* _WHAT TO DO_: Only one stretch of the listing below is wanted. Begin at the line that has "app.landing_scroll_by(-(app.landing_viewport_height as i32", stop after the line that has "let index = c", and repeat every line in between exactly.

* _AVAILABLE DATA_:

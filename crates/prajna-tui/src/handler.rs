use crossterm::event::{KeyCode, KeyEvent, KeyModifiers, MouseButton, MouseEvent, MouseEventKind};
use prajna_core::SUGGESTIONS;
use crate::app::{point_in_rect, App, FocusPane, InputMode, Screen, MENU_LINKS};
use crate::tui::AppEvent;

const WHEEL_STEP: i32 = 3;

/// Convert a character index to a byte index for UTF-8 safe string operations
fn char_to_byte_index(s: &str, char_idx: usize) -> usize {
    s.char_indices()
        .nth(char_idx)
        .map(|(i, _)| i)
        .unwrap_or(s.len())
}

pub fn handle_event(app: &mut App, event: AppEvent) {
    match event {
        AppEvent::Key(key) => handle_key(app, key),
        AppEvent::Mouse(mouse) => handle_mouse(app, mouse),
        AppEvent::Resize(width, height) => app.resize(width, height),
        AppEvent::Tick => app.tick(),
        AppEvent::Session(event) => app.on_session_event(event),
    }
}

fn handle_key(app: &mut App, key: KeyEvent) {
    // Global keys that work in any mode
    if key.code == KeyCode::Char('c') && key.modifiers.contains(KeyModifiers::CONTROL) {
        app.should_quit = true;
        return;
    }

    match app.screen {
        Screen::Landing => handle_landing(app, key),
        Screen::Chat => {
            // Popups take every key while shown
            if app.pending_delete.is_some() {
                handle_delete_popup(app, key);
                return;
            }
            if app.rename.is_some() {
                handle_rename_popup(app, key);
                return;
            }
            if key.code == KeyCode::Char('n') && key.modifiers.contains(KeyModifiers::CONTROL) {
                app.new_chat();
                return;
            }
            match app.input_mode {
                InputMode::Normal => handle_chat_normal(app, key),
                InputMode::Editing => handle_chat_editing(app, key),
            }
        }
    }
}

fn handle_landing(app: &mut App, key: KeyEvent) {
    if key.code == KeyCode::Char('q') {
        app.should_quit = true;
        return;
    }

    if app.landing_view.splash_visible {
        app.dismiss_splash();
        return;
    }

    if app.landing_view.menu_open {
        match key.code {
            KeyCode::Esc | KeyCode::Char('m') => app.toggle_menu(),
            KeyCode::Char('j') | KeyCode::Down => {
                app.menu_index = (app.menu_index + 1).min(MENU_LINKS.len() - 1);
            }
            KeyCode::Char('k') | KeyCode::Up => {
                app.menu_index = app.menu_index.saturating_sub(1);
            }
            KeyCode::Enter => app.activate_menu_link(app.menu_index),
            KeyCode::Char(c @ '1'..='5') => app.activate_menu_link(c as usize - '1' as usize),
            _ => {}
        }
        return;
    }

    match key.code {
        KeyCode::Char('m') => app.toggle_menu(),
        KeyCode::Char('j') | KeyCode::Down => app.landing_scroll_by(1),
        KeyCode::Char('k') | KeyCode::Up => app.landing_scroll_by(-1),
        KeyCode::PageDown | KeyCode::Char(' ') => {
            app.landing_scroll_by(app.landing_viewport_height as i32 / 2)
        }
        KeyCode::PageUp => app.landing_scroll_by(-(app.landing_viewport_height as i32 / 2)),
        KeyCode::Char('g') => app.follow_link("#home"),
        KeyCode::Char(c @ '1'..='5') => app.follow_link(MENU_LINKS[c as usize - '1' as usize].1),
        KeyCode::Enter | KeyCode::Char('c') => app.open_chat(),
        _ => {}
    }
}

fn handle_chat_normal(app: &mut App, key: KeyEvent) {
    match key.code {
        KeyCode::Char('q') => app.should_quit = true,

        // Back to the landing page
        KeyCode::Char('l') => app.open_landing(),

        KeyCode::Char('i') => {
            app.focus = FocusPane::Input;
            app.input_mode = InputMode::Editing;
        }

        KeyCode::Esc => app.session.close_sidebar(),

        KeyCode::Tab => {
            app.focus = match app.focus {
                FocusPane::Sidebar => FocusPane::Transcript,
                FocusPane::Transcript => FocusPane::Input,
                FocusPane::Input if app.session.sidebar_open() => FocusPane::Sidebar,
                FocusPane::Input => FocusPane::Transcript,
            };
            if app.focus == FocusPane::Input {
                app.input_mode = InputMode::Editing;
            }
        }

        KeyCode::Char('b') => {
            app.session.toggle_sidebar();
            app.focus = if app.session.sidebar_open() {
                FocusPane::Sidebar
            } else {
                FocusPane::Transcript
            };
        }

        KeyCode::Char('n') => app.new_chat(),

        KeyCode::Char(c @ '1'..='4') if app.session.welcome_visible() => {
            let index = c as usize - '1' as usize;
            if index < SUGGESTIONS.len() {
                app.ask_suggestion(index);
            }
        }

        KeyCode::Char('j') | KeyCode::Down => match app.focus {
            FocusPane::Sidebar => app.sidebar_nav_down(),
            _ => app.scroll_transcript(1),
        },
        KeyCode::Char('k') | KeyCode::Up => match app.focus {
            FocusPane::Sidebar => app.sidebar_nav_up(),
            _ => app.scroll_transcript(-1),
        },
        KeyCode::Char('G') | KeyCode::End => app.follow_transcript = true,

        KeyCode::Enter if app.focus == FocusPane::Sidebar => app.load_selected(),
        KeyCode::Char('d') if app.focus == FocusPane::Sidebar => app.delete_selected(),
        KeyCode::Char('r') if app.focus == FocusPane::Sidebar => app.begin_rename(),
        KeyCode::Char('R') => {
            let effects = app.session.refresh_sidebar();
            app.dispatch(effects);
        }
        _ => {}
    }
}

fn handle_chat_editing(app: &mut App, key: KeyEvent) {
    match key.code {
        KeyCode::Esc => {
            app.input_mode = InputMode::Normal;
            app.focus = FocusPane::Transcript;
        }
        KeyCode::Enter => app.submit_input(),
        KeyCode::Backspace => {
            if app.input_cursor > 0 {
                app.input_cursor -= 1;
                let byte_pos = char_to_byte_index(&app.chat_input, app.input_cursor);
                app.chat_input.remove(byte_pos);
            }
        }
        KeyCode::Delete => {
            let char_count = app.chat_input.chars().count();
            if app.input_cursor < char_count {
                let byte_pos = char_to_byte_index(&app.chat_input, app.input_cursor);
                app.chat_input.remove(byte_pos);
            }
        }
        KeyCode::Left => {
            app.input_cursor = app.input_cursor.saturating_sub(1);
        }
        KeyCode::Right => {
            let char_count = app.chat_input.chars().count();
            app.input_cursor = (app.input_cursor + 1).min(char_count);
        }
        KeyCode::Home => {
            app.input_cursor = 0;
        }
        KeyCode::End => {
            app.input_cursor = app.chat_input.chars().count();
        }
        KeyCode::Char(c) => {
            let byte_pos = char_to_byte_index(&app.chat_input, app.input_cursor);
            app.chat_input.insert(byte_pos, c);
            app.input_cursor += 1;
        }
        _ => {}
    }
}

fn handle_delete_popup(app: &mut App, key: KeyEvent) {
    match key.code {
        KeyCode::Char('y') | KeyCode::Char('Y') | KeyCode::Enter => app.answer_delete(true),
        KeyCode::Char('n') | KeyCode::Char('N') | KeyCode::Esc => app.answer_delete(false),
        _ => {}
    }
}

fn handle_rename_popup(app: &mut App, key: KeyEvent) {
    let Some(rename) = app.rename.as_mut() else {
        return;
    };
    match key.code {
        KeyCode::Esc => app.rename = None,
        KeyCode::Enter => app.commit_rename(),
        KeyCode::Backspace => {
            rename.input.pop();
        }
        KeyCode::Char(c) => rename.input.push(c),
        _ => {}
    }
}

fn handle_mouse(app: &mut App, mouse: MouseEvent) {
    let x = mouse.column;
    let y = mouse.row;

    match app.screen {
        Screen::Landing => match mouse.kind {
            MouseEventKind::Down(MouseButton::Left) if app.landing_view.splash_visible => app.dismiss_splash(),
            MouseEventKind::Moved | MouseEventKind::Drag(_) => app.pointer_moved(x, y),
            MouseEventKind::ScrollDown => app.landing_scroll_by(WHEEL_STEP),
            MouseEventKind::ScrollUp => app.landing_scroll_by(-WHEEL_STEP),
            _ => {}
        },
        Screen::Chat => {
            // Determine which area the mouse is in (position-based scrolling)
            let in_sidebar = app.sidebar_area.map(|r| point_in_rect(x, y, r)).unwrap_or(false);
            let in_transcript = app.transcript_area.map(|r| point_in_rect(x, y, r)).unwrap_or(false);
            match mouse.kind {
                MouseEventKind::ScrollDown if in_sidebar => app.sidebar_nav_down(),
                MouseEventKind::ScrollUp if in_sidebar => app.sidebar_nav_up(),
                MouseEventKind::ScrollDown if in_transcript => app.scroll_transcript(WHEEL_STEP),
                MouseEventKind::ScrollUp if in_transcript => app.scroll_transcript(-WHEEL_STEP),
                _ => {}
            }
        }
    }
}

* _SOLVED PROBLEM_:
        KeyCode::PageUp => app.landing_scroll_by(-(app.landing_viewport_height as i32 / 2)),
        KeyCode::Char('g') => app.follow_link("#home"),
        KeyCode::Char(c @ '1'..='5') => app.follow_link(MENU_LINKS[c as usize - '1' as usize].1),
        KeyCode::Enter | KeyCode::Char('c') => app.open_chat(),
        _ => {}
    }
}

fn handle_chat_normal(app: &mut App, key: KeyEvent) {
    match key.code {
        KeyCode::Char('q') => app.should_quit = true,

        // Back to the landing page
        KeyCode::Char('l') => app.open_landing(),

        KeyCode::Char('i') => {
            app.focus = FocusPane::Input;
            app.input_mode = InputMode::Editing;
        }

        KeyCode::Esc => app.session.close_sidebar(),

        KeyCode::Tab => {
            app.focus = match app.focus {
                FocusPane::Sidebar => FocusPane::Transcript,
                FocusPane::Transcript => FocusPane::Input,
                FocusPane::Input if app.session.sidebar_open() => FocusPane::Sidebar,
                FocusPane::Input => FocusPane::Transcript,
            };
            if app.focus == FocusPane::Input {
                app.input_mode = InputMode::Editing;
            }
        }

        KeyCode::Char('b') => {
            app.session.toggle_sidebar();
            app.focus = if app.session.sidebar_open() {
                FocusPane::Sidebar
            } else {
                FocusPane::Transcript
            };
        }

        KeyCode::Char('n') => app.new_chat(),

        KeyCode::Char(c @ '1'..='4') if app.session.welcome_visible() => {
            let index = c as usize - '1' as usize;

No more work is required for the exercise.